Tours (Indre-et-Loire), reportage

« Ça prend du temps de passer de la prise de conscience à l’engagement. » À 37 ans, Claire s’est investie « petit à petit » dans la lutte antinucléaire jusqu’à participer à son premier rassemblement jeudi, à Tours. « J’ai une formation d’ingénierie, donc j’ai été formée pour croire que le nucléaire était la bonne solution », raconte-t-elle.

Des rencontres sur la lutte féministe à Bure — où un centre d’enfouissement des déchets radioactifs est en projet — puis une projection du film du Comité Centrales, Notre Terre mourra proprement, l’ont conduite vers le réseau Sortir du nucléaire (SDN) Touraine, présent jeudi.

Des associations et collectifs venus de partout en France ont manifesté dans les rues de Tours contre la relance du nucléaire civil et militaire. © Fanny Lancelin / Reporterre

À l’origine, la date de la mobilisation devait coïncider avec la réunion de la Commission nationale du débat public (CNDP), organisée dans le cadre de la concertation sur la construction de six nouveaux réacteurs EPR.

Un débat ignoré par le gouvernement qui, sans attendre les résultats des échanges, a lancé un projet de loi pour accélérer les procédures liées aux nouvelles installations.

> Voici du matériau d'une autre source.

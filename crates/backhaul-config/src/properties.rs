//! Parser for Java-style `.properties` files.
//!
//! # Design
//! - `#` and `!` start comment lines; blank lines are skipped.
//! - The key ends at the first unescaped `=`, `:`, or whitespace. Whitespace around
//!   the separator is skipped, so `key value`, `key = value`, and `key:value` agree.
//! - An odd number of trailing backslashes joins the next physical line, minus its
//!   leading whitespace.
//! - Keys and values are unescaped: `\t`, `\n`, `\r`, `\f`, `\uXXXX`, and any other
//!   `\c` as `c`.
//! - A line holding only a key is rejected; later keys override earlier ones.

use std::collections::BTreeMap;
use std::path::Path;

use crate::error::{ConfigError, ConfigResult};

/// Parsed key/value pairs from a single properties file.
#[derive(Debug, Clone, Default, PartialEq, Eq)]
pub struct Properties {
    entries: BTreeMap<String, String>,
}

impl Properties {
    /// Parse properties text; `path` is only used for error context.
    ///
    /// # Errors
    ///
    /// Returns [`ConfigError::InvalidLine`] when a logical line has no separator,
    /// an empty key, or a malformed `\uXXXX` escape.
    pub fn parse(text: &str, path: &Path) -> ConfigResult<Self> {
        let mut entries = BTreeMap::new();
        let mut logical = String::new();
        let mut start_line = 0;

        for (index, raw) in text.lines().enumerate() {
            let line = raw.trim_start();
            if logical.is_empty() {
                if line.is_empty() || line.starts_with('#') || line.starts_with('!') {
                    continue;
                }
                start_line = index + 1;
            }
            if let Some(joined) = strip_continuation(line) {
                logical.push_str(joined);
                continue;
            }
            logical.push_str(line);
            insert_entry(&mut entries, &logical, path, start_line)?;
            logical.clear();
        }

        if !logical.is_empty() {
            insert_entry(&mut entries, &logical, path, start_line)?;
        }

        Ok(Self { entries })
    }

    /// Look up a value by key.
    #[must_use]
    pub fn get(&self, key: &str) -> Option<&str> {
        self.entries.get(key).map(String::as_str)
    }

    /// Iterate over keys in sorted order.
    pub fn keys(&self) -> impl Iterator<Item = &str> {
        self.entries.keys().map(String::as_str)
    }
}

fn strip_continuation(line: &str) -> Option<&str> {
    let trailing = line.chars().rev().take_while(|ch| *ch == '\\').count();
    if trailing % 2 == 1 {
        Some(&line[..line.len() - 1])
    } else {
        None
    }
}

const fn is_blank(ch: char) -> bool {
    matches!(ch, ' ' | '\t' | '\x0c')
}

/// Byte offsets of the raw key end and the raw value start, or `None` without a separator.
fn split_entry(logical: &str) -> Option<(usize, usize)> {
    let mut escaped = false;
    let mut key_end = None;
    for (index, ch) in logical.char_indices() {
        if escaped {
            escaped = false;
        } else if ch == '\\' {
            escaped = true;
        } else if ch == '=' || ch == ':' || is_blank(ch) {
            key_end = Some(index);
            break;
        }
    }
    let key_end = key_end?;

    let rest = &logical[key_end..];
    let after_blanks = rest.trim_start_matches(is_blank);
    let after_separator = after_blanks
        .strip_prefix(['=', ':'])
        .unwrap_or(after_blanks)
        .trim_start_matches(is_blank);
    Some((key_end, logical.len() - after_separator.len()))
}

fn unescape(raw: &str) -> Option<String> {
    let mut out = String::with_capacity(raw.len());
    let mut units: Vec<u16> = Vec::new();
    let mut chars = raw.chars();
    while let Some(ch) = chars.next() {
        if ch != '\\' {
            flush_units(&mut units, &mut out);
            out.push(ch);
            continue;
        }
        let Some(next) = chars.next() else {
            break;
        };
        if next == 'u' {
            let hex: String = chars.by_ref().take(4).collect();
            if hex.len() != 4 {
                return None;
            }
            units.push(u16::from_str_radix(&hex, 16).ok()?);
            continue;
        }
        flush_units(&mut units, &mut out);
        out.push(match next {
            't' => '\t',
            'n' => '\n',
            'r' => '\r',
            'f' => '\x0c',
            other => other,
        });
    }
    flush_units(&mut units, &mut out);
    Some(out)
}

fn flush_units(units: &mut Vec<u16>, out: &mut String) {
    if units.is_empty() {
        return;
    }
    out.extend(
        char::decode_utf16(units.drain(..)).map(|unit| unit.unwrap_or(char::REPLACEMENT_CHARACTER)),
    );
}

fn insert_entry(
    entries: &mut BTreeMap<String, String>,
    logical: &str,
    path: &Path,
    line: usize,
) -> ConfigResult<()> {
    let invalid = || ConfigError::InvalidLine {
        path: path.to_path_buf(),
        line,
        content: logical.to_string(),
    };
    let (key_end, value_start) = split_entry(logical).ok_or_else(invalid)?;
    let key = unescape(&logical[..key_end]).ok_or_else(invalid)?;
    if key.is_empty() {
        return Err(invalid());
    }
    let value = unescape(&logical[value_start..]).ok_or_else(invalid)?;
    entries.insert(key, value);
    Ok(())
}

#[cfg(test)]
mod tests {
    use super::*;

    fn parse(text: &str) -> ConfigResult<Properties> {
        Properties::parse(text, Path::new("test.properties"))
    }

    #[test]
    fn parses_comments_separators_and_overrides() -> anyhow::Result<()> {
        let props = parse(
            "# leading comment\n\
             ! bang comment\n\
             \n\
             archive_schedule = days_till_purge=5\n\
             file_retriever:transport=scp\n\
             archive_schedule=days_till_purge=7\n",
        )?;
        assert_eq!(props.keys().collect::<Vec<_>>(), ["archive_schedule", "file_retriever"]);
        assert_eq!(props.get("archive_schedule"), Some("days_till_purge=7"));
        assert_eq!(props.get("file_retriever"), Some("transport=scp"));
        assert_eq!(props.get("missing"), None);
        Ok(())
    }

    #[test]
    fn whitespace_separates_key_from_value() -> anyhow::Result<()> {
        let props = parse("instruction_0 remote_staged_file=db.sql.gz\nempty_value =\ntabbed\t:\tx y\n")?;
        assert_eq!(props.get("instruction_0"), Some("remote_staged_file=db.sql.gz"));
        assert_eq!(props.get("empty_value"), Some(""));
        assert_eq!(props.get("tabbed"), Some("x y"));
        Ok(())
    }

    #[test]
    fn escapes_are_decoded_in_keys_and_values() -> anyhow::Result<()> {
        let props = parse(
            "local_dir=C\\:\\\\backups\n\
             odd\\ key\\=name = a\\tb\n\
             greeting=caf\\u00e9 \\uD83D\\uDE00\n",
        )?;
        assert_eq!(props.get("local_dir"), Some("C:\\backups"));
        assert_eq!(props.get("odd key=name"), Some("a\tb"));
        assert_eq!(props.get("greeting"), Some("café 😀"));
        Ok(())
    }

    #[test]
    fn joins_continuation_lines() -> anyhow::Result<()> {
        let props = parse(
            "instruction_0=remote_staged_file=photos.tgz,\\\n\
             \x20   prep_script=/srv/bin/prep.sh,\\\n\
             \x20   arg=/srv/images/photos,\\\n\
             \x20   arg=photos.tgz\n",
        )?;
        assert_eq!(
            props.get("instruction_0"),
            Some(
                "remote_staged_file=photos.tgz,prep_script=/srv/bin/prep.sh,arg=/srv/images/photos,arg=photos.tgz"
            )
        );
        Ok(())
    }

    #[test]
    fn continuation_at_end_of_file_is_kept() -> anyhow::Result<()> {
        let props = parse("archive_schedule=days_till_purge=2,\\")?;
        assert_eq!(props.get("archive_schedule"), Some("days_till_purge=2,"));
        Ok(())
    }

    #[test]
    fn escaped_backslash_does_not_continue() -> anyhow::Result<()> {
        let props = parse("a=ends with \\\\\nb=next\n")?;
        assert_eq!(props.get("a"), Some("ends with \\"));
        assert_eq!(props.get("b"), Some("next"));
        Ok(())
    }

    #[test]
    fn rejects_bare_keys_empty_keys_and_bad_unicode() {
        assert!(matches!(
            parse("\n\nloneword\n"),
            Err(ConfigError::InvalidLine { line: 3, .. })
        ));
        assert!(matches!(
            parse("=value\n"),
            Err(ConfigError::InvalidLine { line: 1, .. })
        ));
        assert!(matches!(
            parse("a=\\u12\n"),
            Err(ConfigError::InvalidLine { line: 1, .. })
        ));
        assert!(matches!(
            parse("a=\\uzzzz\n"),
            Err(ConfigError::InvalidLine { line: 1, .. })
        ));
    }
}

Un véritable camouflet pour la CNDP qui a décidé d’annuler la réunion à Tours et de réorienter son débat. Les militants venus de partout en France ont toutefois décidé de maintenir leur manifestation dans les rues de Tours.

« Le nucléaire me fait très peur »

Sur place, Julien, 21 ans, ne nourrissait « aucun espoir » quant à ce débat public. Son engagement, il le vit depuis quelques mois à La Hague, au sein du collectif Piscine Nucléaire Stop : « Le nucléaire me fait très peur, à cause du risque d’accident, de la pollution de l’eau et visuelle. Chez nous, où que tu regardes, tu vois un grand site de retraitement des déchets s’étendre et l’EPR de Flamanville. Alors, accepter une structure nucléaire supplémentaire, ce n’est vraiment pas possible ! »

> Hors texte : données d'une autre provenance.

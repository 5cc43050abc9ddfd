//! Sequential backup orchestration.
//!
//! # Design
//! - Jobs run one after another and share nothing but the command runner and clock.
//! - Inside a job every instruction is fetched in order; the first failed fetch
//!   stops the fetch phase, but the purge pass still runs.
//! - A failed job is recorded and the run moves on to the next one.

use std::path::{Path, PathBuf};
use std::sync::Arc;

use backhaul_config::{JobConfig, load_job};
use backhaul_core::Clock;
use backhaul_fsops::ArchivePurger;
use backhaul_transfer::{CommandRunner, build_retriever};
use tracing::{error, info, info_span};

use crate::error::{AppError, error_chain};
use crate::report::{JobReport, JobStage, RunReport};

/// Drives configured jobs through fetch and purge.
pub struct RunOrchestrator {
    runner: Arc<dyn CommandRunner>,
    clock: Arc<dyn Clock>,
}

impl RunOrchestrator {
    /// Orchestrator executing remote commands through `runner` and dating copies with `clock`.
    #[must_use]
    pub fn new(runner: Arc<dyn CommandRunner>, clock: Arc<dyn Clock>) -> Self {
        Self { runner, clock }
    }

    /// Load and run every job in `sources`, in order.
    pub fn run(&self, sources: &[PathBuf]) -> RunReport {
        info!(jobs = sources.len(), "backup run starting");
        let jobs: Vec<JobReport> = sources.iter().map(|source| self.run_source(source)).collect();
        let report = RunReport { jobs };
        info!(
            jobs = report.jobs.len(),
            failed = report.failed_count(),
            "backup run finished"
        );
        report
    }

    fn run_source(&self, source: &Path) -> JobReport {
        match load_job(source) {
            Ok(job) => self.run_job(&job),
            Err(err) => {
                error!(
                    source = %source.display(),
                    error = %error_chain(&err),
                    "failed to load backup job"
                );
                let mut report = JobReport::new(source);
                report.record_failure(JobStage::Load, AppError::config("load_job", err));
                report
            }
        }
    }

    /// Fetch every instruction of `job`, then purge its backup directory.
    pub fn run_job(&self, job: &JobConfig) -> JobReport {
        let _span = info_span!("job", source = %job.source.display()).entered();
        info!(
            instructions = job.instructions.len(),
            transport = job.retriever.transport().as_str(),
            days_till_purge = job.retention.days_till_purge,
            "backup job starting"
        );

        let mut report = JobReport::new(&job.source);
        let retriever = build_retriever(&job.retriever, Arc::clone(&self.runner), Arc::clone(&self.clock));

        for (index, instruction) in job.instructions.iter().enumerate() {
            match retriever.fetch_one(instruction) {
                Ok(path) => report.fetched.push(path),
                Err(err) => {
                    let skipped = job.instructions.len() - index - 1;
                    error!(
                        staged_file = err.staged_file(),
                        error = %error_chain(&err),
                        skipped,
                        "fetch failed; skipping remaining instructions"
                    );
                    report.record_failure(JobStage::Fetch, AppError::retrieval("fetch_one", err));
                    break;
                }
            }
        }

        let purger = ArchivePurger::new(Arc::clone(&self.clock));
        match purger.purge(retriever.local_backup_dir(), &job.instructions, job.retention) {
            Ok(purge) => report.purge = Some(purge),
            Err(err) => {
                error!(error = %error_chain(&err), "purge pass failed");
                report.record_failure(JobStage::Purge, AppError::fsops("purge", err));
            }
        }

        match &report.failure {
            None => info!(fetched = report.fetched.len(), "backup job finished"),
            Some(failure) => error!(
                fetched = report.fetched.len(),
                stage = failure.stage.as_str(),
                "backup job failed"
            ),
        }
        report
    }
}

Il participe à l’organisation de réunions d’information et à la préparation d’un grand carnaval antinucléaire le vendredi 3 mars. « C’est important de créer des moments de vie autour de tout ça. »

Le nucléaire, comme la lutte de ceux qui s’y opposent, pose la question du lien entre les générations. © Fanny Lancelin / Reporterre

La forme que doivent prendre les actions pour susciter les engagements est aujourd’hui une question cruciale. « Je pense que les jeunes militants ne se font aucune illusion sur le gouvernement ou les institutions, souligne Claire. C’est sûrement pour ça que les luttes d’occupation comme sur la zad de Notre-Dame-des-Landes ou contre les mégabassines attirent davantage. »

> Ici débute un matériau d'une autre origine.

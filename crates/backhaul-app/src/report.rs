//! Outcomes of a backup run and of a configuration check.

use std::path::{Path, PathBuf};

use backhaul_config::{ConfigError, JobConfig};
use backhaul_fsops::PurgeReport;
use serde::Serialize;

use crate::error::{AppError, error_chain};

/// Phase of a job in which a failure occurred.
#[derive(Debug, Clone, Copy, PartialEq, Eq, Serialize)]
#[serde(rename_all = "snake_case")]
pub enum JobStage {
    /// Reading and validating the job's properties file.
    Load,
    /// Retrieving staged files.
    Fetch,
    /// Purging expired archive copies.
    Purge,
}

impl JobStage {
    /// Stable label for logs and summaries.
    #[must_use]
    pub const fn as_str(self) -> &'static str {
        match self {
            Self::Load => "load",
            Self::Fetch => "fetch",
            Self::Purge => "purge",
        }
    }
}

/// First failure recorded for a job.
#[derive(Debug)]
pub struct JobFailure {
    /// Phase that failed.
    pub stage: JobStage,
    /// Underlying error.
    pub error: AppError,
}

/// Outcome of one job.
#[derive(Debug)]
pub struct JobReport {
    /// Properties file the job came from.
    pub source: PathBuf,
    /// Local paths of copies retrieved, in instruction order.
    pub fetched: Vec<PathBuf>,
    /// First failure, if any.
    pub failure: Option<JobFailure>,
    /// Purge outcome when the purge pass ran to completion.
    pub purge: Option<PurgeReport>,
}

impl JobReport {
    pub(crate) fn new(source: &Path) -> Self {
        Self {
            source: source.to_path_buf(),
            fetched: Vec::new(),
            failure: None,
            purge: None,
        }
    }

    /// Keep the first failure; later ones are only logged by the caller.
    pub(crate) fn record_failure(&mut self, stage: JobStage, error: AppError) {
        if self.failure.is_none() {
            self.failure = Some(JobFailure { stage, error });
        }
    }

    /// `true` when nothing failed.
    #[must_use]
    pub const fn is_success(&self) -> bool {
        self.failure.is_none()
    }
}

/// Outcome of every job in a run, in source order.
#[derive(Debug, Default)]
pub struct RunReport {
    /// Per-job reports.
    pub jobs: Vec<JobReport>,
}

impl RunReport {
    /// `true` when every job succeeded.
    #[must_use]
    pub fn is_success(&self) -> bool {
        self.jobs.iter().all(JobReport::is_success)
    }

    /// Number of failed jobs.
    #[must_use]
    pub fn failed_count(&self) -> usize {
        self.jobs.iter().filter(|job| !job.is_success()).count()
    }
}

/// Validation result for one properties file.
#[derive(Debug, Clone, PartialEq, Eq, Serialize)]
pub struct JobCheck {
    /// Properties file checked.
    pub source: PathBuf,
    /// Parsed job when the file is valid.
    #[serde(skip_serializing_if = "Option::is_none")]
    pub job: Option<JobConfig>,
    /// Rendered error chain when the file is invalid.
    #[serde(skip_serializing_if = "Option::is_none")]
    pub error: Option<String>,
}

impl JobCheck {
    pub(crate) fn from_load(source: &Path, loaded: Result<JobConfig, ConfigError>) -> Self {
        match loaded {
            Ok(job) => Self {
                source: source.to_path_buf(),
                job: Some(job),
                error: None,
            },
            Err(err) => Self {
                source: source.to_path_buf(),
                job: None,
                error: Some(error_chain(&err)),
            },
        }
    }

    /// `true` when the file loaded cleanly.
    #[must_use]
    pub const fn is_valid(&self) -> bool {
        self.job.is_some()
    }
}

Pour Mathilde, 25 ans, toute jeune chargée de campagne du Réseau SDN, le recrutement passe par des formations pour lever les freins liés à un sujet qui peut paraître trop technique mais aussi « pour discuter en profondeur des différentes approches possibles : éthique, philosophique, scientifique… » Elles peuvent être dispensées « sur des festivals, au sein d’associations de jeunes écologistes ou auprès d’élus ».

Transmission

Sa collègue coordinatrice du Réseau, Camila, 30 ans, insiste aussi sur l’importance du lien entre les générations : « Comment le bagage des anciens peut-il être transmis aux jeunes ? » Des tentatives existent déjà : le Comité Centrales — dont le film retrace les luttes victorieuses des années 1970 à nos jours — entame une nouvelle collecte de témoignages et incite les « vieux fourneaux » à déposer les traces de leur combat dans des services d’archives publiques.

En mars, le collectif Stop Bure en Retz et un ensemble de collectifs organisent un « Vélo-Castor » en Loire pour sensibiliser au transport de matières radioactives, dont une journée — le samedi 18 mars — sera consacrée au lien entre luttes passées et à venir.